## Task brief:
The response should consist of the listing, repeated word for word.

········

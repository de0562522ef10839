use crate::errors::AreaError;
use crate::expr::Expression;
use crate::figure::{Construction, Point};
use crate::oracle::DecisionOracle;

use super::{p3, p4, r4, s3, s4, Eliminator, LemmaGroup};

/// `S_APQ - r/4 P_PQP`, the signed distance term of the `TRatio` lemmas.
fn tratio_area(a: &Point, p: &Point, q: &Point, r: &Expression) -> Expression {
    Expression::difference(
        s3(a, p, q),
        Expression::product(
            Expression::fraction(r.clone(), Expression::from(4)),
            p3(p, q, p),
        ),
    )
}

impl<O> Eliminator<'_, O>
where
    O: DecisionOracle + ?Sized,
{
    /// `AB / CD` with `y` among `a, b, c, d`.
    pub(super) fn eliminate_ratio(
        &mut self,
        a: &Point,
        b: &Point,
        c: &Point,
        d: &Point,
        y: &Point,
    ) -> Result<Expression, AreaError> {
        if a == b {
            return Ok(Expression::zero());
        }
        if c == d {
            return Err(AreaError::DivisionByZero(r4(a, b, c, d).to_string()));
        }
        let in_numerator = a == y || b == y;
        let in_denominator = c == y || d == y;
        if !in_numerator {
            // AB / CY = 1 / (CY / AB)
            let inverted = self.eliminate_ratio(c, d, a, b, y)?;
            return Ok(self.divide(Expression::one(), inverted));
        }
        if a == y {
            // YB / CD = -(BY / CD)
            return Ok(Expression::negate(self.eliminate_ratio(b, a, c, d, y)?));
        }
        if c == y {
            return Ok(Expression::negate(self.eliminate_ratio(a, b, d, c, y)?));
        }
        if in_denominator {
            self.eliminate_shared_ratio(a, c, y)
        } else {
            self.eliminate_plain_ratio(a, c, d, y)
        }
    }

    /// `AY / CD` with `y` not in `c, d`.
    fn eliminate_plain_ratio(
        &mut self,
        a: &Point,
        c: &Point,
        d: &Point,
        y: &Point,
    ) -> Result<Expression, AreaError> {
        self.record(LemmaGroup::Ratio, y)?;
        Ok(match y.construction() {
            Construction::Free => {
                return Err(AreaError::MalformedExpression(format!(
                    "no lemma for the free point {y}"
                )))
            }
            Construction::Intersection { u, v, p, q } => {
                if self.collinear(a, u, v)? {
                    self.divide(s3(a, p, q), s4(c, p, d, q))
                } else {
                    self.divide(s3(a, u, v), s4(c, u, d, v))
                }
            }
            Construction::Foot { p, u, v } => {
                if self.collinear(a, u, v)? {
                    self.divide(p4(p, c, a, d), p3(c, d, c))
                } else {
                    self.divide(s3(a, u, v), s4(c, u, d, v))
                }
            }
            Construction::PRatio { w, u, v, r } => {
                if self.collinear(a, w, y)? {
                    // (AW/UV + r) / (CD/UV)
                    self.divide(
                        Expression::sum(r4(a, w, u, v), r.clone()),
                        r4(c, d, u, v),
                    )
                } else {
                    self.divide(s4(a, u, w, v), s4(c, u, d, v))
                }
            }
            Construction::TRatio { u: p, v: q, r } => {
                if self.collinear(a, p, y)? {
                    self.divide(tratio_area(a, p, q, r), s4(c, p, d, q))
                } else {
                    let areas = self.divide(s3(a, p, y), s4(c, p, d, y));
                    self.eliminate_in(&areas, y)?
                }
            }
        })
    }

    /// `AY / CY`
    fn eliminate_shared_ratio(
        &mut self,
        a: &Point,
        c: &Point,
        y: &Point,
    ) -> Result<Expression, AreaError> {
        if a == c {
            return Ok(Expression::one());
        }
        self.record(LemmaGroup::Ratio, y)?;
        Ok(match y.construction() {
            Construction::Free => {
                return Err(AreaError::MalformedExpression(format!(
                    "no lemma for the free point {y}"
                )))
            }
            Construction::Intersection { u, v, p, q } => {
                if self.collinear(a, u, v)? {
                    self.divide(s3(a, p, q), s3(c, p, q))
                } else {
                    self.divide(s3(a, u, v), s3(c, u, v))
                }
            }
            Construction::Foot { p, u, v } => {
                if self.collinear(a, u, v)? {
                    self.divide(p4(a, u, p, v), p4(c, u, p, v))
                } else {
                    self.divide(s3(a, u, v), s3(c, u, v))
                }
            }
            Construction::PRatio { w, u, v, r } => {
                if self.collinear(a, w, y)? {
                    self.divide(
                        Expression::sum(r4(a, w, u, v), r.clone()),
                        Expression::sum(r4(c, w, u, v), r.clone()),
                    )
                } else {
                    self.divide(s4(a, u, w, v), s4(c, u, w, v))
                }
            }
            Construction::TRatio { u: p, v: q, r } => {
                if self.collinear(a, p, y)? {
                    self.divide(tratio_area(a, p, q, r), tratio_area(c, p, q, r))
                } else {
                    let areas = self.divide(s3(a, p, y), s3(c, p, y));
                    self.eliminate_in(&areas, y)?
                }
            }
        })
    }
}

········

## Answer to this task:
repository de0562522ef10839
use crate::errors::AreaError;
use crate::expr::Expression;
use crate::figure::{Construction, Point};
use crate::oracle::DecisionOracle;

use super::{p3, p4, r4, s3, s4, Eliminator, LemmaGroup};

/// `S_APQ - r/4 P_PQP`, the signed distance term of the `TRatio` lemmas.
fn tratio_area(a: &Point, p: &Point, q: &Point, r: &Expression) -> Expression {
    Expression::difference(
        s3(a, p, q),
        Expression::product(
            Expression::fraction(r.clone(), Expression::from(4)),
            p3(p, q, p),
        ),
    )
}

impl<O> Eliminator<'_, O>
where
    O: DecisionOracle + ?Sized,
{
    /// `AB / CD` with `y` among `a, b, c, d`.
    pub(super) fn eliminate_ratio(
        &mut self,
        a: &Point,
        b: &Point,
        c: &Point,
        d: &Point,
        y: &Point,
    ) -> Result<Expression, AreaError> {
        if a == b {
            return Ok(Expression::zero());
        }
        if c == d {
            return Err(AreaError::DivisionByZero(r4(a, b, c, d).to_string()));
        }
        let in_numerator = a == y || b == y;
        let in_denominator = c == y || d == y;
        if !in_numerator {
            // AB / CY = 1 / (CY / AB)
            let inverted = self.eliminate_ratio(c, d, a, b, y)?;
            return Ok(self.divide(Expression::one(), inverted));
        }
        if a == y {
            // YB / CD = -(BY / CD)
            return Ok(Expression::negate(self.eliminate_ratio(b, a, c, d, y)?));
        }
        if c == y {
            return Ok(Expression::negate(self.eliminate_ratio(a, b, d, c, y)?));
        }
        if in_denominator {
            self.eliminate_shared_ratio(a, c, y)
        } else {
            self.eliminate_plain_ratio(a, c, d, y)
        }
    }

    /// `AY / CD` with `y` not in `c, d`.
    fn eliminate_plain_ratio(
        &mut self,
        a: &Point,
        c: &Point,
        d: &Point,
        y: &Point,
    ) -> Result<Expression, AreaError> {
        self.record(LemmaGroup::Ratio, y)?;
        Ok(match y.construction() {
            Construction::Free => {
                return Err(AreaError::MalformedExpression(format!(
                    "no lemma for the free point {y}"
                )))
            }
            Construction::Intersection { u, v, p, q } => {
                if self.collinear(a, u, v)? {
                    self.divide(s3(a, p, q), s4(c, p, d, q))
                } else {
                    self.divide(s3(a, u, v), s4(c, u, d, v))
                }
            }
            Construction::Foot { p, u, v } => {
                if self.collinear(a, u, v)? {
                    self.divide(p4(p, c, a, d), p3(c, d, c))
                } else {
                    self.divide(s3(a, u, v), s4(c, u, d, v))
                }
            }
            Construction::PRatio { w, u, v, r } => {
                if self.collinear(a, w, y)? {
                    // (AW/UV + r) / (CD/UV)
                    self.divide(
                        Expression::sum(r4(a, w, u, v), r.clone()),
                        r4(c, d, u, v),
                    )
                } else {
                    self.divide(s4(a, u, w, v), s4(c, u, d, v))
                }
            }
            Construction::TRatio { u: p, v: q, r } => {
                if self.collinear(a, p, y)? {
                    self.divide(tratio_area(a, p, q, r), s4(c, p, d, q))
                } else {
                    let areas = self.divide(s3(a, p, y), s4(c, p, d, y));
                    self.eliminate_in(&areas, y)?
                }
            }
        })
    }

    /// `AY / CY`
    fn eliminate_shared_ratio(
        &mut self,
        a: &Point,
        c: &Point,
        y: &Point,
    ) -> Result<Expression, AreaError> {
        if a == c {
            return Ok(Expression::one());
        }
        self.record(LemmaGroup::Ratio, y)?;
        Ok(match y.construction() {
            Construction::Free => {
                return Err(AreaError::MalformedExpression(format!(
                    "no lemma for the free point {y}"
                )))
            }
            Construction::Intersection { u, v, p, q } => {
                if self.collinear(a, u, v)? {
                    self.divide(s3(a, p, q), s3(c, p, q))
                } else {
                    self.divide(s3(a, u, v), s3(c, u, v))
                }
            }
            Construction::Foot { p, u, v } => {
                if self.collinear(a, u, v)? {
                    self.divide(p4(a, u, p, v), p4(c, u, p, v))
                } else {
                    self.divide(s3(a, u, v), s3(c, u, v))
                }
            }
            Construction::PRatio { w, u, v, r } => {
                if self.collinear(a, w, y)? {
                    self.divide(
                        Expression::sum(r4(a, w, u, v), r.clone()),
                        Expression::sum(r4(c, w, u, v), r.clone()),
                    )
                } else {
                    self.divide(s4(a, u, w, v), s4(c, u, w, v))
                }
            }
            Construction::TRatio { u: p, v: q, r } => {
                if self.collinear(a, p, y)? {
                    self.divide(tratio_area(a, p, q, r), tratio_area(c, p, q, r))
                } else {
                    let areas = self.divide(s3(a, p, y), s3(c, p, y));
                    self.eliminate_in(&areas, y)?
                }
            }
        })
    }
}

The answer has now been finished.